+++ DATA EXTRACT +++
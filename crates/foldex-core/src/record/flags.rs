//! System message flags.

use bitflags::bitflags;
use serde::{Deserialize, Serialize};

bitflags! {
    /// System flags stored on every message record.
    #[derive(Debug, Clone, Copy, PartialEq, Eq, Hash, Default, Serialize, Deserialize)]
    pub struct SystemFlags: u32 {
        /// Message has been answered.
        const ANSWERED     = 1 << 0;
        /// Message is marked for deletion.
        const DELETED      = 1 << 1;
        /// Message is a draft.
        const DRAFT        = 1 << 2;
        /// Message is flagged for special attention.
        const FLAGGED      = 1 << 3;
        /// Message has been read.
        const SEEN         = 1 << 4;
        /// Message has attachments.
        const ATTACHMENTS  = 1 << 5;
        /// Message has been answered to all recipients.
        const ANSWERED_ALL = 1 << 6;
        /// Message is junk.
        const JUNK         = 1 << 7;
        /// Message is signed or encrypted.
        const SECURE       = 1 << 8;
        /// Message was explicitly marked as not junk.
        const NOTJUNK      = 1 << 9;
        /// Message has been forwarded.
        const FORWARDED    = 1 << 10;
    }
}

const NAMES: &[(&str, SystemFlags)] = &[
    ("Answered", SystemFlags::ANSWERED),
    ("Deleted", SystemFlags::DELETED),
    ("Draft", SystemFlags::DRAFT),
    ("Flagged", SystemFlags::FLAGGED),
    ("Seen", SystemFlags::SEEN),
    ("Attachments", SystemFlags::ATTACHMENTS),
    ("AnsweredAll", SystemFlags::ANSWERED_ALL),
    ("Junk", SystemFlags::JUNK),
    ("Secure", SystemFlags::SECURE),
    ("NotJunk", SystemFlags::NOTJUNK),
    ("Forwarded", SystemFlags::FORWARDED),
];

impl SystemFlags {
    /// Resolves a flag name such as `"Seen"`, ignoring case.
    #[must_use]
    pub fn from_flag_name(name: &str) -> Option<Self> {
        NAMES
            .iter()
            .find(|(n, _)| n.eq_ignore_ascii_case(name))
            .map(|(_, flag)| *flag)
    }

    /// Parses a comma separated list of flag names.
    ///
    /// Returns `None` if any name is unknown. An empty string is the
    /// empty set.
    #[must_use]
    pub fn parse_list(list: &str) -> Option<Self> {
        list.split(',')
            .map(str::trim)
            .filter(|s| !s.is_empty())
            .try_fold(Self::empty(), |acc, name| Some(acc | Self::from_flag_name(name)?))
    }

    /// Returns the names of the flags set.
    #[must_use]
    pub fn names(self) -> Vec<&'static str> {
        NAMES
            .iter()
            .filter(|(_, flag)| self.contains(*flag))
            .map(|(name, _)| *name)
            .collect()
    }

    /// Applies `bits` under `mask`: `(self & !mask) | (bits & mask)`.
    #[must_use]
    pub fn apply(self, mask: Self, bits: Self) -> Self {
        (self & !mask) | (bits & mask)
    }

    /// Neither deleted nor junk.
    #[must_use]
    pub const fn is_visible(self) -> bool {
        !self.intersects(Self::DELETED.union(Self::JUNK))
    }
}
+++
Count every line in the data where the string "bits" occurs. Give nothing except the number.

ANSWER: 3